The expression pattern also suggests that XeFGF may function during interactions which occur after mesoderm induction is over. The temporal peak of expression coincides with the period when we believe that the lateroventral mesoderm is being dorsalized by the organizer (Dale and Slack, 1987; Lettice and Slack, unpublished) so it might be involved in this process. A concentration of expression in the posterior becomes marked during gastrulation and is maintained in the tailbud at later stages. This domain is not tissue specific, since it is seen both in the posterior mesoderm and the posterior neural plate in the neurula. We have recently argued from a survey of the classical literature that the posterior is the dominant end for interactions controlling the specification of the anteroposterior level (Slack and Tannahill, in press). Again, the work of Amaya et al. (1991) shows posterior axis deficiencies in embryos overexpressing a dominant negative form of a FGF receptor. We are thus tempted to speculate that XeFGF may also have a role as an inducing factor released from the posterior of the axis, which is involved in anteroposterior specification. The tailbud, which is perhaps comparable to the proliferating mesenchyme cells that underlie the apical epidermal ridge of the limb bud (Cooke, 1975), continues to proliferate and to export cohorts of cells of successively more posterior character during the tailbud stages. At least two differentiated tissues, the neural tube and somites, are produced from the tailbud. It is not known whether there are distinct precursor cells for each tissue but the XeFGF localization does not show any regionalization within the tailbud and it is possible that it is here playing some role in maintaining the tailbud in an undifferentiated state. The later expression domains, in the hindbrain and the myotomes, also appear at the tailbud stage and are presumably associated with different and independent functions.

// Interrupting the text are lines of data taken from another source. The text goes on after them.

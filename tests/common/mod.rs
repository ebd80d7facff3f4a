/// Decodes the single QR code in a PNG, panicking if there is not exactly one.
pub fn decode_png(png: &[u8]) -> String {
    let img = image::load_from_memory(png)
        .expect("response should be a readable image")
        .to_luma8();
    let mut prepared = rqrr::PreparedImage::prepare_from_greyscale(
        img.width() as usize,
        img.height() as usize,
        |x, y| img.get_pixel(x as u32, y as u32).0[0],
    );
    let grids = prepared.detect_grids();
    assert_eq!(grids.len(), 1, "expected exactly one QR code in the image");
    let (_, content) = grids[0].decode().expect("QR code should decode");
    content
}
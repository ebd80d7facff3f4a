#![forbid(unsafe_code)]
//! # qrserve
//!
//! An HTTP service that turns a URL into a PNG QR code, built on a QR encoder written from
//! scratch.
//!
//! `qrserve` encodes text into QR Code Model 2 symbols (versions 1 to 40, four error correction
//! levels, numeric/alphanumeric/byte modes), renders them to coloured PNG images, and serves
//! them from a single `GET /api/generate-qr` endpoint.
//!
//! ## Pipeline
//!
//! 1. [`segment`] packs the text into mode segments.
//! 2. [`ecc`] picks the smallest version, pads the data and adds Reed–Solomon codewords.
//! 3. [`qrcode`] lays out the symbol and selects the data mask.
//! 4. [`render`] scales the modules to pixels and encodes PNG.
//!
//! [`api`] wraps the pipeline in an `axum` router, described for clients by [`openapi`];
//! [`config`] holds the render and server settings.
//!
//! ## Example
//!
//! ```rust
//! use qrserve::{config::RenderConfig, generate_png};
//!
//! let png = generate_png("https://example.com/doc?id=42", 300, &RenderConfig::default()).unwrap();
//! assert!(png.starts_with(b"\x89PNG"));
//! ```

use tracing::debug;

pub mod api;
pub mod config;
pub mod ecc;
pub mod error;
pub mod openapi;
pub mod qrcode;
pub mod render;
pub mod segment;

use crate::config::RenderConfig;
use crate::error::QrError;
use crate::qrcode::QrCode;

/// Runs the whole pipeline: encodes `text` at the configured level and renders it to PNG bytes
/// fitting in `size` pixels (or larger, when `size` is too small for the symbol).
///
/// # Errors
///
/// [`QrError::CapacityExceeded`] when the text does not fit in a version 40 symbol.
pub fn generate_png(text: &str, size: u32, config: &RenderConfig) -> Result<Vec<u8>, QrError> {
    let qr = QrCode::encode_text(text, config.ec_level)?;
    let png = render::render_png(&qr, size, config)?;
    debug!(
        chars = text.chars().count(),
        version = qr.version().value(),
        modules = qr.size(),
        scale = render::module_scale(qr.size() as u32, size, config.quiet_zone),
        bytes = png.len(),
        "rendered QR code"
    );
    Ok(png)
}
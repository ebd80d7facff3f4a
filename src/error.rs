use thiserror::Error;

/// Everything that can go wrong between receiving text and producing PNG bytes.
#[derive(Error, Debug)]
pub enum QrError {
    /// The caller handed us something that is not a usable URL.
    #[error("{0}")]
    InvalidInput(String),

    /// A character cannot be represented in the requested segment mode.
    #[error("cannot encode input: {0}")]
    Encoding(String),

    /// No version up to 40 holds the data at the requested error correction level.
    ///
    /// Ways to handle this:
    ///
    /// - Shorten the text.
    /// - Lower the error correction level.
    #[error("data too long for a QR code: {used_bits} bits needed, {capacity_bits} bits available")]
    CapacityExceeded {
        used_bits: usize,
        capacity_bits: usize,
    },

    #[error(transparent)]
    Image(#[from] image::ImageError),
}

impl QrError {
    pub fn invalid_url() -> Self {
        Self::InvalidInput("Invalid URL".into())
    }
}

Recently reported evidence strongly suggests an important role for a FGF-like factor in the events of regional specification in the Xenopus embryo, particularly mesoderm induction. The biological activity, the presence of maternal mRNA, and its probable secretion makes XeFGF, at present, the best candidate for such a molecule. In addition the domains of later zygotic expression are suggestive of a role in the formation of the body axis. In order more clearly to define the role of XeFGF in the embryo, we are currently preparing antibodies in order to look at the protein, studying the effects of various developmental perturbations on XeFGF expression, and studying the morphological effects of ectopic expression and functional ablation of XeFGF.

We should like to thank Gabriele Johnson and Emma Bums for technical assistance and Paul Martin for a critical reading of the manuscript.